> Assignment
Lines from the first one down to the one containing "fn span(&self, offset: u32, len: usize)" in the data below are the only ones needed; please return them exactly, both ends included.

> Supplied records
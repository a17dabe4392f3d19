//! Guest linear-memory accessor.
//!
//! The guest owns one flat byte buffer; the bridge borrows it for the length
//! of a single entry-point call. All typed access goes through explicit
//! reinterpretation of that one buffer, so a write through any view is visible
//! through every other view at the same byte offset.
//!
//! ## Memory Convention
//!
//! - Offsets are `u32` (WASM32 address space), measured in bytes
//! - Multi-byte values are little-endian, matching WASM
//! - Strings are UTF-8, NUL-terminated
//!
//! Offsets that fall outside the buffer surface as
//! [`BridgeError::OutOfBounds`]; inside a host function that traps the
//! guest call instead of touching host memory.

use std::borrow::Cow;

use bytemuck::Pod;

use crate::error::{BridgeError, Result};
use crate::formats::ElementType;

/// Borrowed view of the guest's linear memory for one call.
pub struct GuestMemory<'a> {
    bytes: &'a mut [u8],
}

impl<'a> GuestMemory<'a> {
    /// Wrap the guest's linear memory.
    pub fn new(bytes: &'a mut [u8]) -> Self {
        Self { bytes }
    }

    /// Size of linear memory in bytes.
    pub fn len(&self) -> usize {
        self.bytes.len()
    }

    /// Whether linear memory is empty.
    pub fn is_empty(&self) -> bool {
        self.bytes.is_empty()
    }

    fn span(&self, offset: u32, len: usize) -> Result<std::ops::Range<usize>> {
        let start = offset as usize;
        match start.checked_add(len) {
            Some(end) if end <= self.bytes.len() => Ok(start..end),
            _ => Err(BridgeError::OutOfBounds { offset: start, len }),
        }
    }

    /// Borrow `len` bytes at `offset`.
    pub fn bytes(&self, offset: u32, len: usize) -> Result<&[u8]> {
        let span = self.span(offset, len)?;
        Ok(&self.bytes[span])
    }

    /// Mutably borrow `len` bytes at `offset`.
    pub fn bytes_mut(&mut self, offset: u32, len: usize) -> Result<&mut [u8]> {
        let span = self.span(offset, len)?;
        Ok(&mut self.bytes[span])
    }

    /// Read a NUL-terminated UTF-8 string starting at `offset`.
    ///
    /// Invalid UTF-8 sequences are replaced, as a browser `TextDecoder` would.
    pub fn read_cstring(&self, offset: u32) -> Result<String> {
        let start = offset as usize;
        let tail = self
            .bytes
            .get(start..)
            .ok_or(BridgeError::OutOfBounds { offset: start, len: 1 })?;
        let len = tail
            .iter()
            .position(|&b| b == 0)
            .ok_or(BridgeError::UnterminatedString(offset))?;
        Ok(String::from_utf8_lossy(&tail[..len]).into_owned())
    }

    /// Read at most `len` bytes starting at `offset`, stopping early at a NUL.
    pub fn read_string_bounded(&self, offset: u32, len: usize) -> Result<String> {
        let raw = self.bytes(offset, len)?;
        let end = raw.iter().position(|&b| b == 0).unwrap_or(raw.len());
        Ok(String::from_utf8_lossy(&raw[..end]).into_owned())
    }

    /// Write `text` at `offset` followed by a NUL byte.
    ///
    /// Returns the number of text bytes written, excluding the terminator.
    /// The caller is responsible for the destination being large enough.
    pub fn write_cstring(&mut self, offset: u32, text: &str) -> Result<usize> {
        let raw = text.as_bytes();
        let dest = self.bytes_mut(offset, raw.len() + 1)?;
        dest[..raw.len()].copy_from_slice(raw);
        dest[raw.len()] = 0;
        Ok(raw.len())
    }

    /// Read one little-endian `i32`.
    pub fn read_i32(&self, offset: u32) -> Result<i32> {
        let raw = self.bytes(offset, 4)?;
        Ok(i32::from_le_bytes([raw[0], raw[1], raw[2], raw[3]]))
    }

    /// Read one little-endian `u32`.
    pub fn read_u32(&self, offset: u32) -> Result<u32> {
        self.read_i32(offset).map(|v| v as u32)
    }

    /// Write one little-endian `i32`.
    pub fn write_i32(&mut self, offset: u32, value: i32) -> Result<()> {
        self.bytes_mut(offset, 4)?.copy_from_slice(&value.to_le_bytes());
        Ok(())
    }

    /// Write one little-endian `u32`.
    pub fn write_u32(&mut self, offset: u32, value: u32) -> Result<()> {
        self.write_i32(offset, value as i32)
    }

    /// `count` elements of `ty` starting at `offset`, without copying.
    pub fn typed_view(&self, ty: ElementType, offset: u32, count: usize) -> Result<TypedView<'_>> {
        let bytes = self.bytes(offset, byte_span(ty, offset, count)?)?;
        Ok(TypedView { ty, bytes })
    }

    /// Mutable counterpart of [`typed_view`](Self::typed_view), for readback.
    pub fn typed_view_mut(
        &mut self,
        ty: ElementType,
        offset: u32,
        count: usize,
    ) -> Result<TypedViewMut<'_>> {
        let span = byte_span(ty, offset, count)?;
        let bytes = self.bytes_mut(offset, span)?;
        Ok(TypedViewMut { ty, bytes })
    }

    /// `count` floats at `offset`.
    pub fn f32_slice(&self, offset: u32, count: usize) -> Result<Cow<'_, [f32]>> {
        self.pod_slice(offset, count)
    }

    /// `count` signed ints at `offset`.
    pub fn i32_slice(&self, offset: u32, count: usize) -> Result<Cow<'_, [i32]>> {
        self.pod_slice(offset, count)
    }

    /// `count` unsigned ints at `offset`.
    pub fn u32_slice(&self, offset: u32, count: usize) -> Result<Cow<'_, [u32]>> {
        self.pod_slice(offset, count)
    }

    /// Borrowed when `offset` is suitably aligned, copied otherwise.
    fn pod_slice<T: Pod>(&self, offset: u32, count: usize) -> Result<Cow<'_, [T]>> {
        let len = count
            .checked_mul(std::mem::size_of::<T>())
            .ok_or(BridgeError::OutOfBounds { offset: offset as usize, len: usize::MAX })?;
        let raw = self.bytes(offset, len)?;
        Ok(match bytemuck::try_cast_slice(raw) {
            Ok(slice) => Cow::Borrowed(slice),
            Err(_) => Cow::Owned(bytemuck::pod_collect_to_vec(raw)),
        })
    }
}

fn byte_span(ty: ElementType, offset: u32, count: usize) -> Result<usize> {
    count
        .checked_mul(ty.byte_width())
        .ok_or(BridgeError::OutOfBounds { offset: offset as usize, len: usize::MAX })
}

/// Zero-copy, read-only typed window into guest memory.
#[derive(Debug, Clone, Copy)]
pub struct TypedView<'a> {
    ty: ElementType,
    bytes: &'a [u8],
}

impl<'a> TypedView<'a> {
    /// Element type of the view.
    pub fn element_type(&self) -> ElementType {
        self.ty
    }

    /// Number of elements.
    pub fn len(&self) -> usize {
        self.bytes.len() / self.ty.byte_width()
    }

    /// Whether the view has no elements.
    pub fn is_empty(&self) -> bool {
        self.bytes.is_empty()
    }

    /// Byte span (`len * element width`).
    pub fn byte_len(&self) -> usize {
        self.bytes.len()
    }

    /// The aliased guest bytes.
    pub fn as_bytes(&self) -> &'a [u8] {
        self.bytes
    }
}

/// Zero-copy, writable typed window into guest memory.
#[derive(Debug)]
pub struct TypedViewMut<'a> {
    ty: ElementType,
    bytes: &'a mut [u8],
}

impl TypedViewMut<'_> {
    /// Element type of the view.
    pub fn element_type(&self) -> ElementType {
        self.ty
    }

    /// Number of elements.
    pub fn len(&self) -> usize {
        self.bytes.len() / self.ty.byte_width()
    }

    /// Whether the view has no elements.
    pub fn is_empty(&self) -> bool {
        self.bytes.is_empty()
    }

    /// Byte span (`len * element width`).
    pub fn byte_len(&self) -> usize {
        self.bytes.len()
    }

    /// The aliased guest bytes, for the host to fill.
    pub fn as_bytes_mut(&mut self) -> &mut [u8] {
        self.bytes
    }
}
//! Pixel-format and storage-type metadata.
//!
//! Both tables are closed: an entry point that accepts a format or type must
//! find it here, otherwise its marshaling fails with
//! [`BridgeError::UnsupportedPixelFormat`] / [`BridgeError::UnsupportedElementType`].

use serde::{Deserialize, Serialize};

use crate::error::{BridgeError, Result};
use crate::gl;

/// Storage-type tag of a guest array, as passed in the `type` argument of
/// pixel transfer calls.
#[derive(Debug, Clone, Copy, PartialEq, Eq, Hash, Serialize, Deserialize)]
pub enum ElementType {
    /// `GL_BYTE`
    I8,
    /// `GL_UNSIGNED_BYTE`
    U8,
    /// `GL_SHORT`
    I16,
    /// `GL_UNSIGNED_SHORT`
    U16,
    /// `GL_INT`
    I32,
    /// `GL_UNSIGNED_INT`
    U32,
    /// `GL_FLOAT`
    F32,
    /// `GL_HALF_FLOAT`, carried as raw 16-bit words
    F16,
    /// `GL_UNSIGNED_INT_24_8`, a packed 32-bit word
    Packed24_8,
}

impl ElementType {
    /// Look up the element type for a GL type tag.
    pub fn from_gl(tag: u32) -> Result<Self> {
        Ok(match tag {
            gl::BYTE => Self::I8,
            gl::UNSIGNED_BYTE => Self::U8,
            gl::SHORT => Self::I16,
            gl::UNSIGNED_SHORT => Self::U16,
            gl::INT => Self::I32,
            gl::UNSIGNED_INT => Self::U32,
            gl::FLOAT => Self::F32,
            gl::HALF_FLOAT => Self::F16,
            gl::UNSIGNED_INT_24_8 => Self::Packed24_8,
            other => return Err(BridgeError::UnsupportedElementType(other)),
        })
    }

    /// The GL tag this element type was decoded from.
    pub fn to_gl(self) -> u32 {
        match self {
            Self::I8 => gl::BYTE,
            Self::U8 => gl::UNSIGNED_BYTE,
            Self::I16 => gl::SHORT,
            Self::U16 => gl::UNSIGNED_SHORT,
            Self::I32 => gl::INT,
            Self::U32 => gl::UNSIGNED_INT,
            Self::F32 => gl::FLOAT,
            Self::F16 => gl::HALF_FLOAT,
            Self::Packed24_8 => gl::UNSIGNED_INT_24_8,
        }
    }

    /// Width of one element in bytes.
    pub const fn byte_width(self) -> usize {
        match self {
            Self::I8 | Self::U8 => 1,
            Self::I16 | Self::U16 | Self::F16 => 2,
            Self::I32 | Self::U32 | Self::F32 | Self::Packed24_8 => 4,
        }
    }
}

/// Number of components a pixel format carries per pixel.
pub fn component_count(format: u32) -> Result<usize> {
    Ok(match format {
        gl::RED | gl::RED_INTEGER | gl::DEPTH_COMPONENT | gl::DEPTH_STENCIL => 1,
        gl::RG | gl::RG_INTEGER => 2,
        gl::RGB | gl::RGB_INTEGER => 3,
        gl::RGBA | gl::RGBA_INTEGER => 4,
        other => return Err(BridgeError::UnsupportedPixelFormat(other)),
    })
}

/// Element count of a `width * height * depth` pixel rectangle in `format`.
///
/// Negative dimensions count as zero; the host reports them as
/// `GL_INVALID_VALUE` on its own. A rectangle too large to address is
/// reported as [`BridgeError::OutOfBounds`].
pub fn pixel_element_count(format: u32, width: i32, height: i32, depth: i32) -> Result<usize> {
    let components = component_count(format)?;
    let dim = |v: i32| usize::try_from(v).unwrap_or(0);
    dim(width)
        .checked_mul(dim(height))
        .and_then(|n| n.checked_mul(dim(depth)))
        .and_then(|n| n.checked_mul(components))
        .ok_or(BridgeError::OutOfBounds { offset: 0, len: usize::MAX })
}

> Response area
repository a17dabe4392f3d19
//! Guest linear-memory accessor.
//!
//! The guest owns one flat byte buffer; the bridge borrows it for the length
//! of a single entry-point call. All typed access goes through explicit
//! reinterpretation of that one buffer, so a write through any view is visible
//! through every other view at the same byte offset.
//!
//! ## Memory Convention
//!
//! - Offsets are `u32` (WASM32 address space), measured in bytes
//! - Multi-byte values are little-endian, matching WASM
//! - Strings are UTF-8, NUL-terminated
//!
//! Offsets that fall outside the buffer surface as
//! [`BridgeError::OutOfBounds`]; inside a host function that traps the
//! guest call instead of touching host memory.

use std::borrow::Cow;

use bytemuck::Pod;

use crate::error::{BridgeError, Result};
use crate::formats::ElementType;

/// Borrowed view of the guest's linear memory for one call.
pub struct GuestMemory<'a> {
    bytes: &'a mut [u8],
}

impl<'a> GuestMemory<'a> {
    /// Wrap the guest's linear memory.
    pub fn new(bytes: &'a mut [u8]) -> Self {
        Self { bytes }
    }

    /// Size of linear memory in bytes.
    pub fn len(&self) -> usize {
        self.bytes.len()
    }

    /// Whether linear memory is empty.
    pub fn is_empty(&self) -> bool {
        self.bytes.is_empty()
    }

    fn span(&self, offset: u32, len: usize) -> Result<std::ops::Range<usize>> {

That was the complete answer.